[REQUIREMENT]: Look through the entries below and count the lines with "Option" in them; the reply is the number alone.

[STORED DATA]:

--- START ---

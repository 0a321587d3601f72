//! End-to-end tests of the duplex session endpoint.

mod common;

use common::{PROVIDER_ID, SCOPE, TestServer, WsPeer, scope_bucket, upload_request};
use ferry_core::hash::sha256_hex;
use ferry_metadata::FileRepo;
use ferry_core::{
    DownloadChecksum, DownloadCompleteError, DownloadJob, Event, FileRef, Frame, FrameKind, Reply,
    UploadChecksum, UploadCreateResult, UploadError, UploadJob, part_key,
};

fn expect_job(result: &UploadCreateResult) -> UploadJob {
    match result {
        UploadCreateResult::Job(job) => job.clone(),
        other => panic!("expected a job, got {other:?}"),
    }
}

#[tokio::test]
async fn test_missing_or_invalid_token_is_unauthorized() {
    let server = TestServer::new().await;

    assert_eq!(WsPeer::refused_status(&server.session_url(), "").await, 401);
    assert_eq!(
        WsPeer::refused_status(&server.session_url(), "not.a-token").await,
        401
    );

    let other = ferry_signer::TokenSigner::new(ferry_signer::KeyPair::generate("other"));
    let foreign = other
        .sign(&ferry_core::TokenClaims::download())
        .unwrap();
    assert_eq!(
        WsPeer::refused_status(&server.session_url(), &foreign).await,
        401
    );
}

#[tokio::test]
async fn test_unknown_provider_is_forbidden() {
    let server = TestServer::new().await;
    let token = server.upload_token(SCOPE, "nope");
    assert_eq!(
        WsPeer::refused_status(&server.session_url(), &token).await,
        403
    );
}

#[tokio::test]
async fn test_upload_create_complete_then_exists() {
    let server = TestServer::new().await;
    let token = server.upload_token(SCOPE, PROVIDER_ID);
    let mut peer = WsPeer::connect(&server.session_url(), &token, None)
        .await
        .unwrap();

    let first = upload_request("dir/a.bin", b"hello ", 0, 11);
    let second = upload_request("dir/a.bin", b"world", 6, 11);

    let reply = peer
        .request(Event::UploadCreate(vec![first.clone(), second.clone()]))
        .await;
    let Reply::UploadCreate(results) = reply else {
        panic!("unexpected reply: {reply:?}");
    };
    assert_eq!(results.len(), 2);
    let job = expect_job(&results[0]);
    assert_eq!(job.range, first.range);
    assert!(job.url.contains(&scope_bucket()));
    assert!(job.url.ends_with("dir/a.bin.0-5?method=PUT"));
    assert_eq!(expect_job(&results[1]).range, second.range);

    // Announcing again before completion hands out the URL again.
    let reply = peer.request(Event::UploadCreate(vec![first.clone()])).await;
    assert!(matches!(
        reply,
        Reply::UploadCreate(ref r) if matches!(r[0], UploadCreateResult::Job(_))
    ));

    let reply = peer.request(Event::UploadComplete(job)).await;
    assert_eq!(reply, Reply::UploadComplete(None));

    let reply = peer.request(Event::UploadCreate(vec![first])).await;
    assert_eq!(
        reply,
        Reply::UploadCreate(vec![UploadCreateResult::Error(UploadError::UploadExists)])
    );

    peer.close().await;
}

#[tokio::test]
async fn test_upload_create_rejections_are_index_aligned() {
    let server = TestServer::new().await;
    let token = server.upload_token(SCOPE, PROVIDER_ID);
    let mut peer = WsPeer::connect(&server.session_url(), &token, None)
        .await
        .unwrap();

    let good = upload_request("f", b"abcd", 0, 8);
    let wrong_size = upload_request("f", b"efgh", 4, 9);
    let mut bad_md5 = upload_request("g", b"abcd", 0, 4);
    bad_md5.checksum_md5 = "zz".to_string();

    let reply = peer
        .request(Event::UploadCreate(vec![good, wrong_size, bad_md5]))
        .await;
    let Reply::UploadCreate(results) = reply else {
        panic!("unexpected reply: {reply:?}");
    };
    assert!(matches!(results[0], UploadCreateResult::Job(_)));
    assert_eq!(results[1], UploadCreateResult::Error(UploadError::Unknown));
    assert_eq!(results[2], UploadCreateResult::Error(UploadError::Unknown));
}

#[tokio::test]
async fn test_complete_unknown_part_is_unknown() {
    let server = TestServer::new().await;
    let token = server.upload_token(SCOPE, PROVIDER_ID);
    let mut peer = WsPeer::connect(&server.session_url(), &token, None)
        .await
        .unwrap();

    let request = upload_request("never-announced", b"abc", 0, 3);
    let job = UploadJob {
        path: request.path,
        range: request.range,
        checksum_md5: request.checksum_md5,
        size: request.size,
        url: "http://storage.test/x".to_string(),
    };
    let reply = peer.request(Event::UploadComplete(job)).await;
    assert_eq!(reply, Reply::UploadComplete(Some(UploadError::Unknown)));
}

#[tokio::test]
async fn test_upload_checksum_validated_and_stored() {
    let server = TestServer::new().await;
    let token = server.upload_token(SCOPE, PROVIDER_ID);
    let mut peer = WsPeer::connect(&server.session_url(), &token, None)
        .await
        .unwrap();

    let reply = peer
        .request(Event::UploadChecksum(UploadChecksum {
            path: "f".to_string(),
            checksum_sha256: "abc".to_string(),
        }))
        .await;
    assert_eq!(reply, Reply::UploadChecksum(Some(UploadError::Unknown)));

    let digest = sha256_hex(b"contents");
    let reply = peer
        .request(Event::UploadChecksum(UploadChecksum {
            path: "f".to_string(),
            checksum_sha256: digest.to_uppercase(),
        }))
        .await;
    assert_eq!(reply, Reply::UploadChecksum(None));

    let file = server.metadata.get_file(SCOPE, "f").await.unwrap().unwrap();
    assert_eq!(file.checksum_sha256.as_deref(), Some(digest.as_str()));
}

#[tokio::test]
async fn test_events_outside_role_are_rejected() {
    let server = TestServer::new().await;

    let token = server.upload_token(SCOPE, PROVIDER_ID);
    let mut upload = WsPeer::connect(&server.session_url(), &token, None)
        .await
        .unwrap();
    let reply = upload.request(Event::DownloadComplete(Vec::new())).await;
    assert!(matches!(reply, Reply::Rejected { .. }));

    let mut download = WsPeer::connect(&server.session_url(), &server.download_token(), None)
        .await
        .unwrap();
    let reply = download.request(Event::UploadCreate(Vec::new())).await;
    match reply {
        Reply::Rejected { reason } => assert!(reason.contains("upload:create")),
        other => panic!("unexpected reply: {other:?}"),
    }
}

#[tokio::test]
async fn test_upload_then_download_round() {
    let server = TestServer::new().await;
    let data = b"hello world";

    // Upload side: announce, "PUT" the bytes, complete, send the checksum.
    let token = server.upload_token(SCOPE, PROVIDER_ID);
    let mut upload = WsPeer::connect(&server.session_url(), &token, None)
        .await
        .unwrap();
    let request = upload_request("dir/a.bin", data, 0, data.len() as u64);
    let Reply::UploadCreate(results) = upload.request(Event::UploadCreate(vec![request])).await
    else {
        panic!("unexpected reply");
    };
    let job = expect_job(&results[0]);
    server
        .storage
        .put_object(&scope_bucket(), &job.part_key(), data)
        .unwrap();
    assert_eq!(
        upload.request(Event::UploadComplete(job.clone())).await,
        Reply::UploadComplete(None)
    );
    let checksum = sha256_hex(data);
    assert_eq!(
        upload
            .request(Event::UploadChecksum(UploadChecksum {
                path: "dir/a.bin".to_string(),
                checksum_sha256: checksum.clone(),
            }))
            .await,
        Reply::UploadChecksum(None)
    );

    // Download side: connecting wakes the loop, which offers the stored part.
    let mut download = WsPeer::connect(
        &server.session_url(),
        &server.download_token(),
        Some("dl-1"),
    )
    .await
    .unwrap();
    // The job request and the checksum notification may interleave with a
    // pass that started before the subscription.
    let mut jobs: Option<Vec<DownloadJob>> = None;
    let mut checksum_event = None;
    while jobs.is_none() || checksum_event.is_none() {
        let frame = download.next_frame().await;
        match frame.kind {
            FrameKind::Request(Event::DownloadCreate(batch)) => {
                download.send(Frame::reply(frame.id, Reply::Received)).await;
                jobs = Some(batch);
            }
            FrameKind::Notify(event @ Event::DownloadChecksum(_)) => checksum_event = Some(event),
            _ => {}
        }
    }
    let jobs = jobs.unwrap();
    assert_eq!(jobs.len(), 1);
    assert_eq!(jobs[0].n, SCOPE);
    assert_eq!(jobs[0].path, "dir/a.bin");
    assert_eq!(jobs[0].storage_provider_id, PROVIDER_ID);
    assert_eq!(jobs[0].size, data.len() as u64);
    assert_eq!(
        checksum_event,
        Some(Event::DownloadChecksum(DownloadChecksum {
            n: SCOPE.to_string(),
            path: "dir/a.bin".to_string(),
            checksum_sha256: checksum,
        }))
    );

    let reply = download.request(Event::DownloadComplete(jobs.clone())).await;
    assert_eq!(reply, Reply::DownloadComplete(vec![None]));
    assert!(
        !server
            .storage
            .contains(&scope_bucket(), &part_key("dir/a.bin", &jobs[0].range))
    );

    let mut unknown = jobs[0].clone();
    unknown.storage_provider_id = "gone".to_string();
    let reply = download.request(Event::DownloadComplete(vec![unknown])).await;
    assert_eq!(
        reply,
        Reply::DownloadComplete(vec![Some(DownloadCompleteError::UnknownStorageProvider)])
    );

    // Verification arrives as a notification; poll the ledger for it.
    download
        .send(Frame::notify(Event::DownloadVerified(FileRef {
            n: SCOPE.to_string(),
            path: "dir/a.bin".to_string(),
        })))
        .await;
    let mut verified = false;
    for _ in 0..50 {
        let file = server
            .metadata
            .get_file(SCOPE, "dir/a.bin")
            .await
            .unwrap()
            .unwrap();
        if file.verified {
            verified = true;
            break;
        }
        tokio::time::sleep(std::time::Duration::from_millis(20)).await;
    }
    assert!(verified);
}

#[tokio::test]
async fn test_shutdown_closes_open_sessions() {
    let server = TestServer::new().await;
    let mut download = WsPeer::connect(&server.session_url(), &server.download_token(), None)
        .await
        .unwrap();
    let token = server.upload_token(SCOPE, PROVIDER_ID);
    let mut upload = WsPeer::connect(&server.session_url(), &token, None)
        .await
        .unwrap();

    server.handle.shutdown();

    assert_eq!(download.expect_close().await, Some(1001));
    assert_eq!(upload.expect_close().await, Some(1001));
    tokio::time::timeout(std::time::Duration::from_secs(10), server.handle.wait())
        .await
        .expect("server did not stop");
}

--- END ---
--- START ---

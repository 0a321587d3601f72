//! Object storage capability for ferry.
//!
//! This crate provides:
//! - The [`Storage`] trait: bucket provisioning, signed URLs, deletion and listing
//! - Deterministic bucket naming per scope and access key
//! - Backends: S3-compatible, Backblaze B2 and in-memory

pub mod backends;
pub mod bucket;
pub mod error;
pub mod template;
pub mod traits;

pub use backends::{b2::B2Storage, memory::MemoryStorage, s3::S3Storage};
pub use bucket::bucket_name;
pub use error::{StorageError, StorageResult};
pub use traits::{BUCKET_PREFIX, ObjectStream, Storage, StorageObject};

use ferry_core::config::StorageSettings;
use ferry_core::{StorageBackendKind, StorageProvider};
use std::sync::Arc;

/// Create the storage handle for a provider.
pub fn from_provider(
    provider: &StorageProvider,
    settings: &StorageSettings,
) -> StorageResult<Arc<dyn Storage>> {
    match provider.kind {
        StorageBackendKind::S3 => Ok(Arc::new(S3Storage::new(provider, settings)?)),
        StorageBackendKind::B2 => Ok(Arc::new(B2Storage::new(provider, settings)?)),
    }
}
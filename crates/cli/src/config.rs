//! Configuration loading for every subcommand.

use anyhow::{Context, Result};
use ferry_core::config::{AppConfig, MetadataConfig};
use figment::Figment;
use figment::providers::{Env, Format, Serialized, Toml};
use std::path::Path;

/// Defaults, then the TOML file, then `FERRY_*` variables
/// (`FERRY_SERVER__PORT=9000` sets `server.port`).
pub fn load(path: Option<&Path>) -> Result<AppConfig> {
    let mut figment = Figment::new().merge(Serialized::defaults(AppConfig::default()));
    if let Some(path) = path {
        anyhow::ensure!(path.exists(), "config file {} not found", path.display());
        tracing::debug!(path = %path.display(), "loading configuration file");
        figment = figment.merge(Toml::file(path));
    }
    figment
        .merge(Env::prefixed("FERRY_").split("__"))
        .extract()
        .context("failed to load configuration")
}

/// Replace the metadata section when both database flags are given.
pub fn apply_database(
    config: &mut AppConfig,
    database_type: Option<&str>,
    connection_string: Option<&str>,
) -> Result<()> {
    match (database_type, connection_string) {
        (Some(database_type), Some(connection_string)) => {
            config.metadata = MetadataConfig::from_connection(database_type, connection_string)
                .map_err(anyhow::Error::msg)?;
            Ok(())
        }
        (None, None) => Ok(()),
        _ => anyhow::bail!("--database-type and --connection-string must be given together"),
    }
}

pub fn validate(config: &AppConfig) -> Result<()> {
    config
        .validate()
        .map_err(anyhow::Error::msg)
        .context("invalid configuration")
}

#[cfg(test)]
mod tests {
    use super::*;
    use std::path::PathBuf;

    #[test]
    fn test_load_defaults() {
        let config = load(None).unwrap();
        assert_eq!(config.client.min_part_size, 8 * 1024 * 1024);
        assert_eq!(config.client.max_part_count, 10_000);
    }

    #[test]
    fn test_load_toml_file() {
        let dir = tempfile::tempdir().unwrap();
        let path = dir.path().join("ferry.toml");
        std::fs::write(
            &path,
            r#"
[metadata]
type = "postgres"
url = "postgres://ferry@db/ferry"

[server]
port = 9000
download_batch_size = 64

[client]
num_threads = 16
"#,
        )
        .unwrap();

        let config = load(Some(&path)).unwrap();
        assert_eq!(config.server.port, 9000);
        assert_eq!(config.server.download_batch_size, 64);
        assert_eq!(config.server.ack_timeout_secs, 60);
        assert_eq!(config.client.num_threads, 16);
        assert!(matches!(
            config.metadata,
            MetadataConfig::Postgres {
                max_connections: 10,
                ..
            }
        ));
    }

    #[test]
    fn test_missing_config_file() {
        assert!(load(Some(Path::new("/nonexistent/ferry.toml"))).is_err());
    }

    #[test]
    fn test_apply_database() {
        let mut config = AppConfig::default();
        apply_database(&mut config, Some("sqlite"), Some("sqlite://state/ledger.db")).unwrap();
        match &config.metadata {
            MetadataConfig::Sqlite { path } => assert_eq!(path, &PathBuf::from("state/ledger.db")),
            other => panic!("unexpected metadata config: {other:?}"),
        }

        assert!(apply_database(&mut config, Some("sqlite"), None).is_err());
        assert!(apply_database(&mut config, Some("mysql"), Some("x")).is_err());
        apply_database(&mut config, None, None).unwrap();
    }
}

--- END ---
--- START ---

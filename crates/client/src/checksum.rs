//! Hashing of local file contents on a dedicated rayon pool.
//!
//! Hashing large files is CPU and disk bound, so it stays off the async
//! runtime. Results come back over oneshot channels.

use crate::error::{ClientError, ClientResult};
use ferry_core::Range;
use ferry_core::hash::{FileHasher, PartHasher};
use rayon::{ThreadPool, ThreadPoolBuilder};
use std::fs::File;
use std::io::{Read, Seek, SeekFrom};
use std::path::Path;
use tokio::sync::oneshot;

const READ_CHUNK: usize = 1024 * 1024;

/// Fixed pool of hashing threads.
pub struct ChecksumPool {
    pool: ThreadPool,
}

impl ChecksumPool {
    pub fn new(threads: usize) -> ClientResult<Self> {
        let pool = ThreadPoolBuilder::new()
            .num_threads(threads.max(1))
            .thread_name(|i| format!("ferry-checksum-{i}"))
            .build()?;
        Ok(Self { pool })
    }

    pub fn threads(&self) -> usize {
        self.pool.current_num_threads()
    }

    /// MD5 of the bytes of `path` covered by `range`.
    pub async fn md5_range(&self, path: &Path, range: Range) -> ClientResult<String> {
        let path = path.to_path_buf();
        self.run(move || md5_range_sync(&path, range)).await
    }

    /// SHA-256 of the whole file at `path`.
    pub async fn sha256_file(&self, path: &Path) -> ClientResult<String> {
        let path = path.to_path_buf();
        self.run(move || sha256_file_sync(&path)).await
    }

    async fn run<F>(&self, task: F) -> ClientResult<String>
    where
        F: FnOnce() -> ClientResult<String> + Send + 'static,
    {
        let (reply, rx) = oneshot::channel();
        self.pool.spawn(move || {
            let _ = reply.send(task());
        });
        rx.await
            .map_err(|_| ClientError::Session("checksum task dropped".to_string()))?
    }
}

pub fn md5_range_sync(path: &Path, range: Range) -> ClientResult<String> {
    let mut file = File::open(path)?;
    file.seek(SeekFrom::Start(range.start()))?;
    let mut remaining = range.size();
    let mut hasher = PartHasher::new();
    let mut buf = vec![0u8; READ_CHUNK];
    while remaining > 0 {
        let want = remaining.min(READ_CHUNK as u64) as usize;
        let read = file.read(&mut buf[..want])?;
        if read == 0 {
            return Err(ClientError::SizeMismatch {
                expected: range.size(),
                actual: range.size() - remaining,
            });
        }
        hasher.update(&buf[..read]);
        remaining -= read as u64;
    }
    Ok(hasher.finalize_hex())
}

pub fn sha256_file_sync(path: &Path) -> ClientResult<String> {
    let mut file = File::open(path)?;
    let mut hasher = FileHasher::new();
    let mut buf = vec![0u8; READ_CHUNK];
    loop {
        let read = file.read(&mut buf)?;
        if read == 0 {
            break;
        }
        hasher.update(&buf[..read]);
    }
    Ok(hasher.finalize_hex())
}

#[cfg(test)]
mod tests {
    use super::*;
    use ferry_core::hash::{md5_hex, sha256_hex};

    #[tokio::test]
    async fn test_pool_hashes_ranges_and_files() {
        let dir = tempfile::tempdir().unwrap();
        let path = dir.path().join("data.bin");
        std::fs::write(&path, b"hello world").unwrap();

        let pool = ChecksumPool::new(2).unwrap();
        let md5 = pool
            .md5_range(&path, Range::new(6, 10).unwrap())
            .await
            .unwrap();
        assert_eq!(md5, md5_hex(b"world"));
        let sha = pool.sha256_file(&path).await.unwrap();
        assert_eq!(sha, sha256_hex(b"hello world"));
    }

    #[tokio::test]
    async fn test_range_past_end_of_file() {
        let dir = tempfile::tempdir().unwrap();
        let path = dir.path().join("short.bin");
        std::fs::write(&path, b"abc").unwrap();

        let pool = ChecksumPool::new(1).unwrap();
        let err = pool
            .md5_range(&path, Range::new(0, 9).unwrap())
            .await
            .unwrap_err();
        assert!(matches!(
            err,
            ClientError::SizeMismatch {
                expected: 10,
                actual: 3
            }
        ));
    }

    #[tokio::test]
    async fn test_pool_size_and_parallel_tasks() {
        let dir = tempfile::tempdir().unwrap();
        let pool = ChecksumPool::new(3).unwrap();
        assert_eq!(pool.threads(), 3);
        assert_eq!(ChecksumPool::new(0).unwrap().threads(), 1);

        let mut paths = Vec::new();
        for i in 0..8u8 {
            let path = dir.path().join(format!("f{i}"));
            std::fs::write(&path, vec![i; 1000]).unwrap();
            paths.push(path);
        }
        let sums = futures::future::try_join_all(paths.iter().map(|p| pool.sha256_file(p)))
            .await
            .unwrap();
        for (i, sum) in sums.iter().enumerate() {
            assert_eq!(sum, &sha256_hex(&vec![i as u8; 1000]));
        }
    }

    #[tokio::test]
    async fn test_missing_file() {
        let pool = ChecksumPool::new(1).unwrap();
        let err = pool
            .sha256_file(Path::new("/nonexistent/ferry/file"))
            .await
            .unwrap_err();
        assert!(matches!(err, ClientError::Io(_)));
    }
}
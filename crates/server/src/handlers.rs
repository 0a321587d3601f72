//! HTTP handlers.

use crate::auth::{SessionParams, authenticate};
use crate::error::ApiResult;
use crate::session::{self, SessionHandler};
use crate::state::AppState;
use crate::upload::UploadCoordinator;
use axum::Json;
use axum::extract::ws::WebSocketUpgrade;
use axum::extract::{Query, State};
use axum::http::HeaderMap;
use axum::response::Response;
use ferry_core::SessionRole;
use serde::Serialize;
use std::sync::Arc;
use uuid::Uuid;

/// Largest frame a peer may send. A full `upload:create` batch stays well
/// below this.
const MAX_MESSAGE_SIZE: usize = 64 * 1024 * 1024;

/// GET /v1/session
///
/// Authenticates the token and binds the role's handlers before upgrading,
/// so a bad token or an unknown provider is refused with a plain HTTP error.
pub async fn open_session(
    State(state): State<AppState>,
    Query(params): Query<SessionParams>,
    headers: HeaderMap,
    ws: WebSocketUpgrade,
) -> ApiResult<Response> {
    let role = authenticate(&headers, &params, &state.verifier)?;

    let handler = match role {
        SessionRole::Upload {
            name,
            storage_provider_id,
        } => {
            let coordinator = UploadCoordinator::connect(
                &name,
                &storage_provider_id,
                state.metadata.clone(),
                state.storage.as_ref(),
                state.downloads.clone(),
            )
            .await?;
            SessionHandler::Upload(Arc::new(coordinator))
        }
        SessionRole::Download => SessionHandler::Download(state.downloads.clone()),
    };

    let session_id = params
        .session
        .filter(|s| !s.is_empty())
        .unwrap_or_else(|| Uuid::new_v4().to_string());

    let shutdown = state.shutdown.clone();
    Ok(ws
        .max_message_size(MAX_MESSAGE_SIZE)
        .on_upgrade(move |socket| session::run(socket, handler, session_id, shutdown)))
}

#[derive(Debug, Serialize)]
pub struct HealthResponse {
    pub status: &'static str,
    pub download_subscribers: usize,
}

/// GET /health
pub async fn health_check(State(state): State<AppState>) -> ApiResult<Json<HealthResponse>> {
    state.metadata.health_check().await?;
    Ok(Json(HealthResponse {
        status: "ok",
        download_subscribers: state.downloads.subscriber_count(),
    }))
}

--- END ---

[WRITTEN SOLUTION]: 4